East Ayrshire Council have said that they were wrong to say that the Scottish Public Service’s Ombudsman (SPSO) had given them free reign to dispense with a 20 day response rate to complaints because of the coronavirus pandemic.

The admission is related to a complaint about the Catrine Community Trust, specifically about the ongoing issue of the planning application to convert the CEVIC Centre in Catrine into a nursery, which we have covered in another article this week here.

In March 2020, Richard Stenlake submitted a complaint. Normally he would expect to receive a response within 20 days. Mr Stenlake did not receive a response until September 30.

On Monday, September 7, after pressure from the Save the CEVIC group the council issued a statement saying the delayed response time was “in line with revised arrangements put in place by the SPSO which effectively dispensed with the normal 20 working day timescale” due to the COVID crisis.

The SPSO contacted the council about this, saying that they did not have free reign to dispense with the 20 day response rate, but that there was some flexibility allowed.

The council has since issued a statement clarifying the position and apologising for the misunderstanding.

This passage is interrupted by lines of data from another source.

//! Command catalog: the public command set generated from registered books.
//!
//! `naming` holds the internal/public naming convention, `model` the catalog
//! entry types, and `index` the construction and lookup logic.

pub mod index;
pub mod model;
pub mod naming;

pub use index::CommandCatalog;
pub use model::{Builtin, CommandSpec, CommandTarget, ParamRole, ParamSpec};
pub use naming::Verb;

The statement is as follows:

David Mitchell, Chief Governance Officer, East Ayrshire Council said: “With regard to the previous statement issued by East Ayrshire Council on 7 September on matters relating Catrine Community Trust, it has since been brought to our attention that our statement does not accurately reflect the position of the Scottish Public Service’s Ombudsman (SPSO) and we wish to rectify our position.

“We issued a statement in response to a large volume of correspondence received from various representatives of the community of Catrine expressing their concerns in respect of matters pertaining to the actions of both the Council and the Catrine Community Trust.

“Matters have since progressed on a number of fronts and the Council continues to engage with the community representatives in order to address their concerns.  In particular, a substantive response has since been issued by the Council to the formal complaint referred to in the previous correspondence and there is ongoing communication with the Community with a view to agreeing mutually acceptable arrangements for a meeting between the relevant parties, which is currently proposed for 19 October.

“The Council has also confirmed that the related Planning application will not be presented for determination until both the meeting has been held and any and all actions that may be agreed at the meeting have subsequently been fulfilled.

 “Unfortunately, when issuing our original statement on 7 September, we inadvertently misstated the position of the office of the Scottish Public Services Ombudsman (SPSO) in respect of the impact of the Covid pandemic on the ability of public authorities to deal with complaints within the usual timescales.

“We oversimplified the situation by stating “the complaint was received in final form in March 2020 and could not then be progressed due to the requirement for the Council to respond to the current global pandemic, in line with revised arrangements put in place by the Scottish Public Services Ombudsman (SPSO) which effectively dispensed with the normal 20 working day timescale for a response to complaints due to the pandemic”.

“Thereafter, in response to subsequent media enquiries in respect of the same matter the Council issued a press statement which was entirely drawn from the content of the position statement. 

“Unfortunately that statement was unintentionally and inaccurately read as though the only reason the Council had not responded to the formal complaint earlier was based on a misunderstanding on our part of the position of the SPSO.

“The content of the press statement was then brought to the attention of the SPSO, who in turn quite understandably wrote to the Council expressing concern at the Council’s statement insofar as it inaccurately reflected the position of the SPSO.

“I wish to acknowledge that the position of the SPSO was regrettably misstated in both of the Council’s statements and on behalf of the Council, I apologise to all concerned for this unintentional error.

“I can clarify that the position of the SPSO, as stated in the guidance and information posted by the SPSO in March, was to recognise the burden that responding to the pandemic would place on public authorities and to remind them of the flexibility allowed within the model complaints process for public authorities to extend timescales where necessary subject to keeping complainants informed in accordance with normal good practice.

“As the SPSO has subsequently pointed out and as the Council fully accepts, reminding organisations of the flexibility they have is not the same as dispensing with timescales and the Council is accordingly happy to provide this further clarification and confirmation of the position.”